## [Task brief]
Copy out each line of the listing below in which the string "LongitudeOutOfRange" occurs.

═══

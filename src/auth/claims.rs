use serde::{Deserialize, Serialize};

/// JWT payload issued at sign-up. There is no `exp`; age is checked from `iat`.
#[derive(Debug, Clone, Serialize, Deserialize, PartialEq, Eq)]
pub struct Claims {
    pub iss: String, // issuer
    pub sub: String, // user ID
    pub nam: String, // username
    pub iat: i64,    // issued at (unix timestamp)
}
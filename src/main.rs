mod app;
mod auth;
mod config;
mod error;
mod state;
mod users;

#[tokio::main]
async fn main() -> anyhow::Result<()> {
    dotenvy::dotenv().ok();

    let env_filter = std::env::var("RUST_LOG")
        .unwrap_or_else(|_| "accounts=debug,axum=info,tower_http=info".to_string());
    let json_logs = std::env::var("LOG_FORMAT")
        .map(|v| v == "json")
        .unwrap_or(false);

    if json_logs {
        tracing_subscriber::fmt()
            .with_env_filter(env_filter)
            .with_target(false)
            .json()
            .init();
    } else {
        tracing_subscriber::fmt().with_env_filter(env_filter).init();
    }

    let app_state = state::AppState::init()?;
    let addr = app_state.config.addr()?;

    let app = app::build_app(app_state);
    app::serve(app, addr).await
}
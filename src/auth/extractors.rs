use std::convert::Infallible;

use axum::{async_trait, extract::FromRequestParts, http::request::Parts};

/// Raw token from the `Bearer` request header, if one was sent.
///
/// The token travels in a header literally named `Bearer`, not in
/// `Authorization`. An empty header counts as absent; any other value,
/// including non-ASCII bytes, is handed on to token verification.
pub struct BearerToken(pub Option<String>);

pub const BEARER_HEADER: &str = "bearer";

#[async_trait]
impl<S> FromRequestParts<S> for BearerToken
where
    S: Send + Sync,
{
    type Rejection = Infallible;

    async fn from_request_parts(parts: &mut Parts, _state: &S) -> Result<Self, Self::Rejection> {
        let token = parts
            .headers
            .get(BEARER_HEADER)
            .map(|h| String::from_utf8_lossy(h.as_bytes()).trim().to_owned())
            .filter(|t| !t.is_empty());
        Ok(BearerToken(token))
    }
}
use crate::auth::jwt::JwtKeys;
use crate::config::AppConfig;
use crate::users::{MemoryUserStore, UserStore};
use std::sync::Arc;

#[derive(Clone)]
pub struct AppState {
    pub config: Arc<AppConfig>,
    pub users: Arc<dyn UserStore>,
    pub keys: JwtKeys,
}

impl AppState {
    pub fn init() -> anyhow::Result<Self> {
        let config = AppConfig::from_env()?;
        let users = Arc::new(MemoryUserStore::new()) as Arc<dyn UserStore>;
        Ok(Self::from_parts(config, users))
    }

    pub fn from_parts(config: AppConfig, users: Arc<dyn UserStore>) -> Self {
        let keys = JwtKeys::new(&config.jwt);
        Self {
            config: Arc::new(config),
            users,
            keys,
        }
    }

    #[cfg(test)]
    pub fn fake() -> Self {
        use crate::config::{JwtConfig, DEFAULT_ISSUER, DEFAULT_MAX_AGE_MONTHS};

        let config = AppConfig {
            host: "127.0.0.1".into(),
            port: 0,
            jwt: JwtConfig {
                secret: "test-secret".into(),
                issuer: DEFAULT_ISSUER.into(),
                max_age_months: DEFAULT_MAX_AGE_MONTHS,
            },
        };
        Self::from_parts(config, Arc::new(MemoryUserStore::new()))
    }
}
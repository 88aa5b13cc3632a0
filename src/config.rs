use std::net::SocketAddr;

use anyhow::Context;
use serde::Deserialize;

pub const DEFAULT_ISSUER: &str = "mukal's api";
pub const DEFAULT_MAX_AGE_MONTHS: i32 = 6;

#[derive(Debug, Clone, Deserialize)]
pub struct JwtConfig {
    pub secret: String,
    pub issuer: String,
    pub max_age_months: i32,
}

#[derive(Debug, Clone, Deserialize)]
pub struct AppConfig {
    pub host: String,
    pub port: u16,
    pub jwt: JwtConfig,
}

impl AppConfig {
    pub fn from_env() -> anyhow::Result<Self> {
        let secret = std::env::var("JWT_SECRET")
            .or_else(|_| std::env::var("SECRET"))
            .context("JWT_SECRET (or SECRET) must be set")?;
        let jwt = JwtConfig {
            secret,
            issuer: std::env::var("JWT_ISSUER").unwrap_or_else(|_| DEFAULT_ISSUER.into()),
            max_age_months: std::env::var("JWT_MAX_AGE_MONTHS")
                .ok()
                .and_then(|v| v.parse::<i32>().ok())
                .unwrap_or(DEFAULT_MAX_AGE_MONTHS),
        };
        let port = std::env::var("APP_PORT")
            .ok()
            .map(|v| v.parse::<u16>())
            .transpose()
            .context("APP_PORT must be a port number")?
            .unwrap_or(8080);
        Ok(Self {
            host: std::env::var("APP_HOST").unwrap_or_else(|_| "0.0.0.0".into()),
            port,
            jwt,
        })
    }

    pub fn addr(&self) -> anyhow::Result<SocketAddr> {
        format!("{}:{}", self.host, self.port)
            .parse()
            .with_context(|| format!("invalid listen address {}:{}", self.host, self.port))
    }
}
use crate::state::AppState;
use axum::Router;

mod claims;
mod dto;
pub(crate) mod extractors;
pub mod handlers;
pub mod jwt;

pub fn router() -> Router<AppState> {
    Router::new().merge(handlers::auth_routes())
}
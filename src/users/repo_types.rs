use serde::Serialize;

/// Account record held by the user store.
#[derive(Debug, Clone, PartialEq, Eq, Serialize)]
pub struct User {
    pub user_id: String,         // unique key
    pub username: String,        // display name, may repeat
    #[serde(skip_serializing)]
    pub hashed_password: String, // stored as received
    pub email: String,           // unique
}

impl User {
    /// Random 8-character id for sign-ups that do not bring their own.
    pub fn generate_id() -> String {
        let mut id = uuid::Uuid::new_v4().simple().to_string();
        id.truncate(8);
        id
    }
}
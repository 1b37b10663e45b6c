use std::fmt;

use qeats_store::Location;
use serde::{Deserialize, Serialize};

use super::GeoError;

const BASE32: &[u8; 32] = b"0123456789bcdefghjkmnpqrstuvwxyz";

/// Longest supported key. Twelve characters is well under a metre of cell size.
pub const MAX_PRECISION: u8 = 12;
/// Seven characters, roughly a 150 m x 150 m cell.
pub const DEFAULT_PRECISION: u8 = 7;

/// Number of geohash characters in a [`BucketKey`].
#[derive(Debug, Clone, Copy, PartialEq, Eq, Hash)]
pub struct BucketPrecision(u8);

impl BucketPrecision {
    pub fn new(chars: u8) -> Result<Self, GeoError> {
        if chars == 0 || chars > MAX_PRECISION {
            return Err(GeoError::InvalidPrecision {
                got: chars,
                max: MAX_PRECISION,
            });
        }
        Ok(Self(chars))
    }

    pub const fn get(self) -> u8 {
        self.0
    }
}

impl Default for BucketPrecision {
    fn default() -> Self {
        Self(DEFAULT_PRECISION)
    }
}

/// Geohash of a location at a fixed precision.
///
/// Locations in the same grid cell share a key. The cache-aside index relies on
/// that to let nearby requesters share one cache entry.
#[derive(Debug, Clone, PartialEq, Eq, Hash, PartialOrd, Ord, Serialize, Deserialize)]
#[serde(transparent)]
pub struct BucketKey(String);

impl BucketKey {
    pub fn as_str(&self) -> &str {
        &self.0
    }

    /// Composite key for a bucket served at a particular radius.
    ///
    /// The radius is rounded to whole metres, so `3.0` and `3.0000001` land on
    /// the same key while `3.0` and `5.0` never do.
    pub fn with_radius_class(&self, radius_km: f64) -> String {
        let metres = (radius_km * 1000.0).round().max(0.0) as u64;
        format!("{}:r{metres}", self.0)
    }
}

impl fmt::Display for BucketKey {
    fn fmt(&self, f: &mut fmt::Formatter<'_>) -> fmt::Result {
        f.write_str(&self.0)
    }
}

impl AsRef<str> for BucketKey {
    fn as_ref(&self) -> &str {
        &self.0
    }
}

/// Encode a validated location as a geohash of `precision` characters.
///
/// Bits alternate longitude, latitude, longitude, ... each halving the
/// remaining interval; every five bits become one base32 character.
pub fn encode(location: &Location, precision: BucketPrecision) -> BucketKey {
    let chars = usize::from(precision.get());
    let (latitude, longitude) = (location.latitude(), location.longitude());
    let (mut lat_lo, mut lat_hi) = (-90.0_f64, 90.0_f64);
    let (mut lon_lo, mut lon_hi) = (-180.0_f64, 180.0_f64);

    let mut key = String::with_capacity(chars);
    let mut index = 0_usize;
    let mut bits = 0_u8;
    let mut even_bit = true;

    while key.len() < chars {
        let (value, lo, hi) = if even_bit {
            (longitude, &mut lon_lo, &mut lon_hi)
        } else {
            (latitude, &mut lat_lo, &mut lat_hi)
        };
        let mid = (*lo + *hi) / 2.0;
        index <<= 1;
        if value >= mid {
            index |= 1;
            *lo = mid;
        } else {
            *hi = mid;
        }
        even_bit = !even_bit;

        bits += 1;
        if bits == 5 {
            key.push(char::from(BASE32[index]));
            bits = 0;
            index = 0;
        }
    }

    BucketKey(key)
}

/// Validate raw coordinates and precision, then encode.
pub fn encode_coordinates(
    latitude: f64,
    longitude: f64,
    precision: u8,
) -> Result<BucketKey, GeoError> {
    let location = Location::new(latitude, longitude)?;
    let precision = BucketPrecision::new(precision)?;
    Ok(encode(&location, precision))
}
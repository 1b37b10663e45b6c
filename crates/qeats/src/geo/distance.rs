use qeats_store::Location;

/// Mean Earth radius, kilometres.
pub const EARTH_RADIUS_KM: f64 = 6371.0;

/// Great-circle distance between two points using the haversine formula.
pub fn haversine_km(from: &Location, to: &Location) -> f64 {
    let lat1 = from.latitude().to_radians();
    let lat2 = to.latitude().to_radians();
    let dlat = lat2 - lat1;
    let dlon = (to.longitude() - from.longitude()).to_radians();

    let h = (dlat / 2.0).sin().powi(2) + lat1.cos() * lat2.cos() * (dlon / 2.0).sin().powi(2);
    2.0 * EARTH_RADIUS_KM * h.sqrt().min(1.0).asin()
}
use regex::{Regex, RegexBuilder};

use crate::Result;

/// Case-insensitive substring matcher for free-text store queries.
///
/// The query is escaped before compilation, so user input such as `"C++"` or
/// `"(spicy)"` is matched literally rather than as a pattern.
#[derive(Debug, Clone)]
pub struct TextMatcher {
    pattern: Regex,
}

impl TextMatcher {
    pub fn contains_ignore_case(query: &str) -> Result<Self> {
        let pattern = RegexBuilder::new(&regex::escape(query))
            .case_insensitive(true)
            .build()?;
        Ok(Self { pattern })
    }

    pub fn is_match(&self, haystack: &str) -> bool {
        self.pattern.is_match(haystack)
    }

    /// True if any of `values` matches.
    pub fn any_match<I, S>(&self, values: I) -> bool
    where
        I: IntoIterator<Item = S>,
        S: AsRef<str>,
    {
        values.into_iter().any(|value| self.is_match(value.as_ref()))
    }
}
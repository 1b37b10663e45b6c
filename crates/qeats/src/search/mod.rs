//! Restaurant search.
//!
//! This module holds the result type shared by every search path, the
//! open-and-in-range filter, and the orchestrator that fans a free-text query
//! out over several store lookups and merges what comes back.

pub use error::SearchError;
mod orchestration;
mod proximity;
mod result;

pub use orchestration::{
    DISPATCH_ORDER, ExecutionMode, FAN_OUT, SearchOrchestrator, SearchRequest, SubQuery,
    SubQueryError, SubQueryFailure, merge_unique,
};
pub use proximity::{is_eligible, is_open_at};
pub use result::SearchResult;

mod error {
    use itertools::Itertools;
    use qeats_store::{LocationError, StoreError};
    use thiserror::Error;

    use super::{SubQuery, SubQueryFailure};
    use crate::deadline::DeadlineExceeded;

    #[derive(Error, Debug)]
    pub enum SearchError {
        #[error("Invalid location: {0}")]
        InvalidLocation(#[from] LocationError),
        #[error("Store error: {0}")]
        Store(#[from] StoreError),
        #[error("Search failed: {}", .0.iter().join("; "))]
        SubQueriesFailed(Vec<SubQueryFailure>),
        #[error(transparent)]
        DeadlineExceeded(#[from] DeadlineExceeded),
    }

    impl SearchError {
        pub const fn is_invalid_location(&self) -> bool {
            matches!(self, Self::InvalidLocation(_))
        }

        /// True when the store itself was unreachable, directly or from any
        /// failed sub-query.
        pub fn is_store_unavailable(&self) -> bool {
            match self {
                Self::Store(err) => err.is_unavailable(),
                Self::SubQueriesFailed(failures) => {
                    failures.iter().any(|f| f.error.is_store_unavailable())
                }
                _ => false,
            }
        }

        /// Sub-queries named by a [`SearchError::SubQueriesFailed`], in
        /// dispatch order.
        pub fn failed_sub_queries(&self) -> Vec<SubQuery> {
            match self {
                Self::SubQueriesFailed(failures) => failures.iter().map(|f| f.query).collect(),
                _ => Vec::new(),
            }
        }
    }

    pub type Result<T> = std::result::Result<T, SearchError>;
}

pub(crate) use error::Result;
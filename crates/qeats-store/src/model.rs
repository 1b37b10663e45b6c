//! Document shapes held by the backing store.
//!
//! These mirror the restaurant, menu and item documents of the QEats catalogue.
//! The search core only ever reads them.

use std::fmt;

use chrono::NaiveTime;
use serde::{Deserialize, Serialize};
use thiserror::Error;

/// Rejected coordinates.
#[derive(Error, Debug, Clone, Copy, PartialEq)]
pub enum LocationError {
    #[error("Coordinates must be finite, got ({latitude}, {longitude})")]
    NonFinite { latitude: f64, longitude: f64 },
    #[error("Latitude {0} is outside [-90, 90]")]
    LatitudeOutOfRange(f64),
    #[error("Longitude {0} is outside [-180, 180]")]
    LongitudeOutOfRange(f64),
}

/// A validated point on the globe in decimal degrees.
///
/// Construction (and deserialization) rejects non-finite values, latitudes
/// outside `[-90, 90]` and longitudes outside `[-180, 180]`, so every
/// `Location` in the system can be encoded and measured without further checks.
///
/// # Examples
///
/// ```rust
/// use qeats_store::Location;
///
/// let bangalore = Location::new(12.9, 77.6)?;
/// assert_eq!(bangalore.latitude(), 12.9);
///
/// assert!(Location::new(91.0, 0.0).is_err());
/// # Ok::<(), qeats_store::LocationError>(())
/// ```
#[derive(Debug, Clone, Copy, PartialEq, Serialize, Deserialize)]
#[serde(try_from = "RawLocation")]
pub struct Location {
    pub(crate) latitude: f64,
    pub(crate) longitude: f64,
}

#[derive(Deserialize)]
struct RawLocation {
    latitude: f64,
    longitude: f64,
}

impl TryFrom<RawLocation> for Location {
    type Error = LocationError;

    fn try_from(raw: RawLocation) -> Result<Self, Self::Error> {
        Self::new(raw.latitude, raw.longitude)
    }
}

impl Location {
    pub fn new(latitude: f64, longitude: f64) -> Result<Self, LocationError> {
        if !latitude.is_finite() || !longitude.is_finite() {
            return Err(LocationError::NonFinite {
                latitude,
                longitude,
            });
        }
        if !(-90.0..=90.0).contains(&latitude) {
            return Err(LocationError::LatitudeOutOfRange(latitude));
        }
        if !(-180.0..=180.0).contains(&longitude) {
            return Err(LocationError::LongitudeOutOfRange(longitude));
        }
        Ok(Self {
            latitude,
            longitude,
        })
    }

    #[must_use]
    pub const fn latitude(&self) -> f64 {
        self.latitude
    }

    #[must_use]
    pub const fn longitude(&self) -> f64 {
        self.longitude
    }
}

impl fmt::Display for Location {
    fn fmt(&self, f: &mut fmt::Formatter<'_>) -> fmt::Result {
        write!(f, "({:.6}, {:.6})", self.latitude, self.longitude)
    }
}

/// Parse a time of day written as `HH:MM` or `HH:MM:SS`.
pub fn parse_time_of_day(raw: &str) -> Option<NaiveTime> {
    const FORMATS: [&str; 2] = ["%H:%M", "%H:%M:%S"];
    let raw = raw.trim();
    FORMATS
        .iter()
        .find_map(|format| NaiveTime::parse_from_str(raw, format).ok())
}

mod time_of_day {
    use chrono::NaiveTime;
    use serde::{Deserialize, Deserializer, Serializer, de::Error as _};

    pub fn serialize<S: Serializer>(time: &NaiveTime, serializer: S) -> Result<S::Ok, S::Error> {
        serializer.collect_str(&time.format("%H:%M:%S"))
    }

    pub fn deserialize<'de, D: Deserializer<'de>>(deserializer: D) -> Result<NaiveTime, D::Error> {
        let raw = String::deserialize(deserializer)?;
        super::parse_time_of_day(&raw).ok_or_else(|| {
            D::Error::custom(format!(
                "invalid time of day '{raw}', expected HH:MM or HH:MM:SS"
            ))
        })
    }
}

/// A restaurant document.
#[derive(Debug, Clone, PartialEq, Serialize, Deserialize)]
pub struct RestaurantRecord {
    pub restaurant_id: String,
    pub name: String,
    #[serde(default)]
    pub city: String,
    #[serde(default)]
    pub image_url: String,
    #[serde(flatten)]
    pub location: Location,
    #[serde(with = "time_of_day")]
    pub opens_at: NaiveTime,
    #[serde(with = "time_of_day")]
    pub closes_at: NaiveTime,
    /// Cuisine and attribute tags such as `"Chinese"` or `"Vegan"`.
    #[serde(default)]
    pub attributes: Vec<String>,
}

impl RestaurantRecord {
    pub fn new(
        restaurant_id: impl Into<String>,
        name: impl Into<String>,
        location: Location,
        opens_at: NaiveTime,
        closes_at: NaiveTime,
    ) -> Self {
        Self {
            restaurant_id: restaurant_id.into(),
            name: name.into(),
            city: String::new(),
            image_url: String::new(),
            location,
            opens_at,
            closes_at,
            attributes: Vec::new(),
        }
    }

    pub fn with_attributes<I, S>(mut self, attributes: I) -> Self
    where
        I: IntoIterator<Item = S>,
        S: Into<String>,
    {
        self.attributes = attributes.into_iter().map(Into::into).collect();
        self
    }

    pub fn with_city(mut self, city: impl Into<String>) -> Self {
        self.city = city.into();
        self
    }
}

/// A dish on a menu.
#[derive(Debug, Clone, PartialEq, Serialize, Deserialize)]
pub struct ItemRecord {
    pub item_id: String,
    pub name: String,
    #[serde(default)]
    pub price: f64,
    #[serde(default)]
    pub image_url: String,
    /// Item tags such as `"Spicy"` or `"Vegetarian"`.
    #[serde(default)]
    pub attributes: Vec<String>,
}

impl ItemRecord {
    pub fn new<I, S>(item_id: impl Into<String>, name: impl Into<String>, attributes: I) -> Self
    where
        I: IntoIterator<Item = S>,
        S: Into<String>,
    {
        Self {
            item_id: item_id.into(),
            name: name.into(),
            price: 0.0,
            image_url: String::new(),
            attributes: attributes.into_iter().map(Into::into).collect(),
        }
    }
}

/// The menu of a single restaurant. References the restaurant by id only.
#[derive(Debug, Clone, PartialEq, Serialize, Deserialize)]
pub struct MenuRecord {
    pub restaurant_id: String,
    #[serde(default)]
    pub items: Vec<ItemRecord>,
}

impl MenuRecord {
    pub fn new(restaurant_id: impl Into<String>, items: Vec<ItemRecord>) -> Self {
        Self {
            restaurant_id: restaurant_id.into(),
            items,
        }
    }
}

═══

## [Response to the exercise]
    LongitudeOutOfRange(f64),
            return Err(LocationError::LongitudeOutOfRange(longitude));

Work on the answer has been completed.